Dans une interview accordée à InFo ONKOLOGIE & HÄMATOLOGIE, le Dr Michael Gregor de l’hôpital cantonal de Lucerne parle de l’étude CLL11. Il aborde ainsi la population étudiée, les résultats les plus pertinents et le profil de sécurité des médicaments étudiés.
Dr Gregor, en quoi l’étude CLL11 diffère-t-elle des autres études sur la leucémie lymphoïde chronique (par exemple en ce qui concerne la population étudiée) ?
Le Dr Gregor :
L’étude CLL11 est la plus grande étude randomisée de phase III menée à ce jour sur des patients atteints de LLC et présentant des comorbidités. L’âge médian des 780 patients examinés était de 73 ans. Le groupe de patients de l’étude CLL11 correspond davantage au patient typique de la LLC dans la pratique que la plupart des études précédentes, qui ont principalement pris en compte des patients plus jeunes et “en forme”.
Quels sont les résultats de l’étude CLL11 que vous considérez personnellement comme les plus pertinents ?
L’avantage de l’ajout d’un anticorps anti-CD20 à la chimiothérapie habituelle à base de chlorambucil a été impressionnant en termes de réponse et de survie sans progression.
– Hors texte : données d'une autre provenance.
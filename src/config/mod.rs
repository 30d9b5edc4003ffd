//! Configuration management for Cairn.
//!
//! This module provides TOML-based configuration loading, parsing, and validation.
//!
//! # Overview
//!
//! Cairn reads `cairn.toml` with support for:
//! - Environment variable substitution (`${VAR_NAME}`)
//! - `CAIRN_<SECTION>_<KEY>` environment overrides
//! - Default values for optional settings
//! - Per-section validation
//!
//! # Configuration Structure
//!
//! - [`ApplicationConfig`] - Log level and public site URL
//! - [`IdentifierConfig`] - Protocol, authority, shoulder, generation style, attempt ceiling
//! - [`RegistryConfig`] - DataCite or EZID connection
//! - [`PostgreSQLConfig`] - Store connection (when `database_target = "postgresql"`)
//! - [`IndexConfig`] - Solr connection
//! - [`NotificationConfig`] - Installation-wide mute lists
//! - [`MailConfig`] - Mail relay
//! - [`ExportConfig`] - Export directory and formats
//! - [`LoggingConfig`] - Local file logging
//!
//! # Example Configuration
//!
//! ```toml
//! database_target = "postgresql"
//!
//! [application]
//! log_level = "info"
//! site_url = "https://data.example.org"
//!
//! [identifiers]
//! protocol = "doi"
//! authority = "10.5072"
//! shoulder = "FK2"
//! style = "randomString"
//! max_registration_attempts = 10
//!
//! [registry]
//! provider = "datacite"
//! base_url = "https://api.test.datacite.org"
//! username = "CAIRN.TEST"
//! password = "${CAIRN_REGISTRY_PASSWORD}"
//!
//! [postgresql]
//! connection_string = "${CAIRN_PG_URL}"
//!
//! [notifications]
//! always_muted = ["REVOKEROLE"]
//! never_muted = ["SUBMITTEDDS"]
//! ```
//!
//! # Validation
//!
//! ```rust,no_run
//! use cairn::config::load_config;
//!
//! # fn example() {
//! match load_config("cairn.toml") {
//!     Ok(config) => println!("Store backend: {:?}", config.database_target),
//!     Err(e) => eprintln!("Configuration error: {}", e),
//! }
//! # }
//! ```

pub mod loader;
pub mod schema;
pub mod secret;

// Re-export commonly used types
pub use loader::{load_config, parse_config};
pub use schema::{
    ApplicationConfig, CairnConfig, DatabaseTarget, Environment, ExportConfig, IdentifierConfig,
    IdentifierStyle, IndexConfig, LoggingConfig, MailConfig, NotificationConfig,
    PostgreSQLConfig, RegistryConfig, RegistryProvider,
};
pub use secret::{secret_string, secret_string_opt, SecretString, SecretValue};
La différence entre les deux bras de chimio-immunothérapie était étonnamment importante. La survie sans progression avec l’association chlorambucil et rituximab a été de 15,2 mois, contre 26,7 mois avec l’association chlorambucil et obinutuzumab. Un effet surprenant a été l’allongement de la survie globale avec l’association chlorambucil et obinutuzumab par rapport à la chimiothérapie standard précédente avec chlorambucil dans cette analyse précoce après une période d’observation de près de deux ans.
Quelle valeur concrète ces résultats pourraient-ils avoir à long terme pour la pratique clinique en Suisse ou pour quels patients l’obinutuzumab pourrait-il, selon vous, être envisagé à l’avenir en complément du chlorambucil (GClb) ?
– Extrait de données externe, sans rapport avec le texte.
// Cairn - Research-data repository service core
// Copyright (c) 2025 Cairn Contributors
// Licensed under the MIT License

use cairn::cli::{Cli, Commands};
use cairn::config::LoggingConfig;
use cairn::logging::init_logging;
use clap::Parser;
use std::process;

#[tokio::main]
async fn main() {
    // Optional; a missing .env is ignored
    let _ = dotenvy::dotenv();

    let cli = Cli::parse();

    // Console-only logging for CLI runs
    let log_level = cli.log_level.as_deref().unwrap_or("info");
    let logging_config = LoggingConfig {
        local_enabled: false,
        ..LoggingConfig::default()
    };
    let guard = match init_logging(log_level, &logging_config) {
        Ok(guard) => guard,
        Err(e) => {
            eprintln!("Failed to initialize logging: {e}");
            process::exit(5);
        }
    };

    tracing::info!(version = env!("CARGO_PKG_VERSION"), "Cairn repository service core");

    let exit_code = match execute_command(&cli).await {
        Ok(code) => code,
        Err(e) => {
            tracing::error!(error = %e, "Command execution failed");
            eprintln!("Error: {e}");
            5
        }
    };

    drop(guard);
    process::exit(exit_code);
}

/// Execute the CLI command
async fn execute_command(cli: &Cli) -> anyhow::Result<i32> {
    match &cli.command {
        Commands::ValidateConfig(args) => args.execute(&cli.config).await,
        Commands::Init(args) => args.execute().await,
        Commands::Export(args) => args.execute(&cli.config).await,
        Commands::Locks(args) => args.execute(&cli.config).await,
        Commands::RegisterFilePids(args) => args.execute(&cli.config).await,
    }
}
Je m’attends à ce que l’association de chlorambucil et d’un anticorps anti-CD20 devienne le nouveau standard pour les patients atteints de LLC avec des comorbidités plus graves dès 2014. Jusqu’à présent, seule une différence de survie sans progression a été mise en évidence entre l’association rituximab et obinutuzumab. Si, dans les analyses futures, l’avantage en faveur de l’obinutuzumab continue de s’accroître ou si l’on constate même une meilleure survie globale, l’association chlorambucil-obinutuzumab deviendra très bientôt le traitement de choix pour la plupart des patients atteints de LLC et présentant des comorbidités.
Comment évaluez-vous le profil de sécurité des deux combinaisons comparées (obinutuzumab plus chlorambucil/rituximab plus chlorambucil) ?
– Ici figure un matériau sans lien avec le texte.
#[async_trait]
impl DatasetStore for PostgreSQLAdapter {
    async fn test_connection(&self) -> Result<()> {
        self.client.test_connection().await
    }

    async fn ensure_schema(&self) -> Result<()> {
        self.client.ensure_schema().await
    }

    async fn find_dataset(&self, id: &DatasetId) -> Result<Option<Dataset>> {
        let conn = self.client.get_connection().await?;
        let row = conn
            .query_opt(
                "SELECT document, last_export_time FROM datasets WHERE id = $1",
                &[id.as_uuid()],
            )
            .await
            .map_err(|e| query_error("find dataset", e))?;
        Ok(row.map(|r| PostgreSQLDataset::dataset_from_row(&r)).transpose()?)
    }

    async fn find_dataset_by_global_id(&self, global_id: &GlobalId) -> Result<Option<Dataset>> {
        let conn = self.client.get_connection().await?;
        let row = conn
            .query_opt(
                "SELECT document, last_export_time FROM datasets WHERE global_id = $1",
                &[&global_id.to_string()],
            )
            .await
            .map_err(|e| query_error("find dataset by global id", e))?;
        Ok(row.map(|r| PostgreSQLDataset::dataset_from_row(&r)).transpose()?)
    }

    async fn find_data_file(&self, id: &DataFileId) -> Result<Option<(DatasetId, DataFile)>> {
        let conn = self.client.get_connection().await?;
        let row = conn
            .query_opt(
                "SELECT d.document, d.last_export_time FROM datasets d \
                 JOIN datafiles f ON f.dataset_id = d.id WHERE f.id = $1",
                &[id.as_uuid()],
            )
            .await
            .map_err(|e| query_error("find data file", e))?;
        let Some(row) = row else {
            return Ok(None);
        };
        let dataset = PostgreSQLDataset::dataset_from_row(&row)?;
        Ok(dataset.file(id).cloned().map(|f| (dataset.id, f)))
    }

    async fn commit(&self, work: UnitOfWork) -> Result<Dataset> {
        let mut conn = self.client.get_connection().await?;
        let tx = conn
            .transaction()
            .await
            .map_err(|e| PersistenceError::CommitFailed(e.to_string()))?;

        let stored = tx
            .query_opt(
                "SELECT document, last_export_time FROM datasets WHERE id = $1 FOR UPDATE",
                &[work.dataset.id.as_uuid()],
            )
            .await
            .map_err(|e| query_error("load stored dataset", e))?
            .map(|r| PostgreSQLDataset::dataset_from_row(&r))
            .transpose()?;

        work.check_against(stored.as_ref())?;

        let row = PostgreSQLDataset::from_domain(&work.dataset)?;
        tx.execute(
            "INSERT INTO datasets (id, owner, global_id, harvested, document, modification_time, last_export_time) \
             VALUES ($1, $2, $3, $4, $5, $6, $7) \
             ON CONFLICT (id) DO UPDATE SET \
                owner = EXCLUDED.owner, \
                global_id = EXCLUDED.global_id, \
                harvested = EXCLUDED.harvested, \
                document = EXCLUDED.document, \
                modification_time = EXCLUDED.modification_time, \
                updated_at = NOW()",
            &[
                &row.id,
                &row.owner,
                &row.global_id,
                &row.harvested,
                &row.document,
                &row.modification_time,
                &row.last_export_time,
            ],
        )
        .await
        .map_err(|e| query_error("write dataset", e))?;

        for id in &work.deleted_files {
            tx.execute(
                "DELETE FROM datafiles WHERE id = $1 AND dataset_id = $2",
                &[id.as_uuid(), &row.id],
            )
            .await
            .map_err(|e| query_error("delete data file", e))?;
        }

        for file in PostgreSQLDataFile::rows_for(&work.dataset) {
            tx.execute(
                "INSERT INTO datafiles (id, dataset_id, global_id, released) VALUES ($1, $2, $3, $4) \
                 ON CONFLICT (id) DO UPDATE SET global_id = EXCLUDED.global_id, released = EXCLUDED.released",
                &[&file.id, &file.dataset_id, &file.global_id, &file.released],
            )
            .await
            .map_err(|e| query_error("write data file", e))?;
        }

        tx.commit()
            .await
            .map_err(|e| PersistenceError::CommitFailed(e.to_string()))?;

        tracing::debug!(
            dataset_id = %work.dataset.id,
            deleted_files = work.deleted_files.len(),
            "Committed dataset to PostgreSQL"
        );
        Ok(work.dataset)
    }

    async fn is_identifier_locally_unique(&self, global_id: &GlobalId) -> Result<bool> {
        let conn = self.client.get_connection().await?;
        let row = conn
            .query_one(
                "SELECT EXISTS (SELECT 1 FROM datasets WHERE global_id = $1) \
                     OR EXISTS (SELECT 1 FROM datafiles WHERE global_id = $1) AS taken",
                &[&global_id.to_string()],
            )
            .await
            .map_err(|e| query_error("check identifier", e))?;
        let taken: bool = column(&row, "taken")?;
        Ok(!taken)
    }

    async fn next_identifier_sequence(&self) -> Result<Option<i64>> {
        let conn = self.client.get_connection().await?;
        let row = conn
            .query_one("SELECT nextval('dataset_identifier_seq') AS value", &[])
            .await
            .map_err(|e| query_error("advance identifier sequence", e))?;
        Ok(Some(column(&row, "value")?))
    }

    async fn permissions_for(&self, user: &UserId, dataset: &DatasetId) -> Result<BTreeSet<Permission>> {
        let conn = self.client.get_connection().await?;
        let rows = conn
            .query(
                "SELECT role FROM role_assignments WHERE user_id = $1 AND dataset_id = $2",
                &[user.as_uuid(), dataset.as_uuid()],
            )
            .await
            .map_err(|e| query_error("load role assignments", e))?;

        let mut roles = Vec::with_capacity(rows.len());
        for row in &rows {
            let name: String = column(row, "role")?;
            let role: Role = name.parse().map_err(PersistenceError::CorruptRecord)?;
            roles.push(role);
        }
        Ok(permissions_of(&roles))
    }

    async fn assign_role(&self, assignment: RoleAssignment) -> Result<()> {
        let conn = self.client.get_connection().await?;
        conn.execute(
            "INSERT INTO role_assignments (dataset_id, user_id, role) VALUES ($1, $2, $3) ON CONFLICT DO NOTHING",
            &[
                assignment.dataset_id.as_uuid(),
                assignment.user_id.as_uuid(),
                &assignment.role.as_str(),
            ],
        )
        .await
        .map_err(|e| query_error("assign role", e))?;
        Ok(())
    }

    async fn touch_version_user(&self, version: &VersionId, user: &UserId, at: DateTime<Utc>) -> Result<()> {
        let conn = self.client.get_connection().await?;
        conn.execute(
            "INSERT INTO dataset_version_users (version_id, user_id, last_update_time) VALUES ($1, $2, $3) \
             ON CONFLICT (version_id, user_id) DO UPDATE SET last_update_time = EXCLUDED.last_update_time",
            &[version.as_uuid(), user.as_uuid(), &at],
        )
        .await
        .map_err(|e| query_error("record version contributor", e))?;
        Ok(())
    }

    async fn find_all_local_dataset_ids(&self) -> Result<Vec<DatasetId>> {
        let conn = self.client.get_connection().await?;
        let rows = conn
            .query("SELECT id FROM datasets WHERE NOT harvested ORDER BY id", &[])
            .await
            .map_err(|e| query_error("list local datasets", e))?;
        let ids = rows
            .iter()
            .map(|r| column::<Uuid>(r, "id").map(DatasetId::from_uuid))
            .collect::<std::result::Result<Vec<_>, _>>()?;
        Ok(ids)
    }

    async fn set_last_export_time(&self, id: &DatasetId, at: DateTime<Utc>) -> Result<()> {
        let conn = self.client.get_connection().await?;
        let updated = conn
            .execute(
                "UPDATE datasets SET last_export_time = $2 WHERE id = $1",
                &[id.as_uuid(), &at],
            )
            .await
            .map_err(|e| query_error("stamp export time", e))?;
        if updated == 0 {
            return Err(PersistenceError::NotFound(format!("dataset {id}")).into());
        }
        Ok(())
    }

    async fn find_user(&self, id: &UserId) -> Result<Option<AuthenticatedUser>> {
        let conn = self.client.get_connection().await?;
        let row = conn
            .query_opt("SELECT document FROM users WHERE id = $1", &[id.as_uuid()])
            .await
            .map_err(|e| query_error("find user", e))?;
        Ok(row.map(|r| user_from_row(&r)).transpose()?)
    }

    async fn save_user(&self, user: AuthenticatedUser) -> Result<()> {
        let conn = self.client.get_connection().await?;
        let document = user_document(&user)?;
        conn.execute(
            "INSERT INTO users (id, identifier, document) VALUES ($1, $2, $3) \
             ON CONFLICT (id) DO UPDATE SET identifier = EXCLUDED.identifier, document = EXCLUDED.document",
            &[user.id.as_uuid(), &user.identifier, &document],
        )
        .await
        .map_err(|e| query_error("save user", e))?;
        Ok(())
    }
}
Des effets secondaires de grade ≥3 ont été observés plus fréquemment avec l’association chlorambucil et obinutuzumab qu’avec le chlorambucil et le rituximab (70% vs 55%). Il s’agissait le plus souvent de réactions à la perfusion, qui n’apparaissaient généralement que lors de la première perfusion, et de neutropénies et thrombocytopénies. En revanche, le taux d’infection était le même dans les deux bras de l’étude avec la chimio-immunothérapie qu’avec la monothérapie par chlorambucil. La prophylaxie et le traitement des réactions fréquentes à la perfusion seront importants pour l’utilisation dans la pratique clinique quotidienne.
Que peut-on dire sur le dosage, le dosage de GClb choisi dans l’étude s’est-il avéré approprié et quelle a été sa contribution aux résultats ?
Le schéma de perfusion et la posologie de l’obinutuzumab sont dérivés d’études pharmacologiques. Avec le schéma utilisé et la dose d’anticorps nettement supérieure à celle du rituximab, la combinaison chlorambucil et obinutuzumab était clairement supérieure à la combinaison chlorambucil et rituximab. Je pense toutefois que la grande différence entre les bras de l’étude ne s’explique pas uniquement par ce facteur. L’obinutuzumab présente une toxicité cellulaire à médiation antigénique nettement plus importante in vitro et une cytotoxicité directe plus forte que le rituximab, ce qui peut conduire à l’efficacité supérieure observée dans l’étude.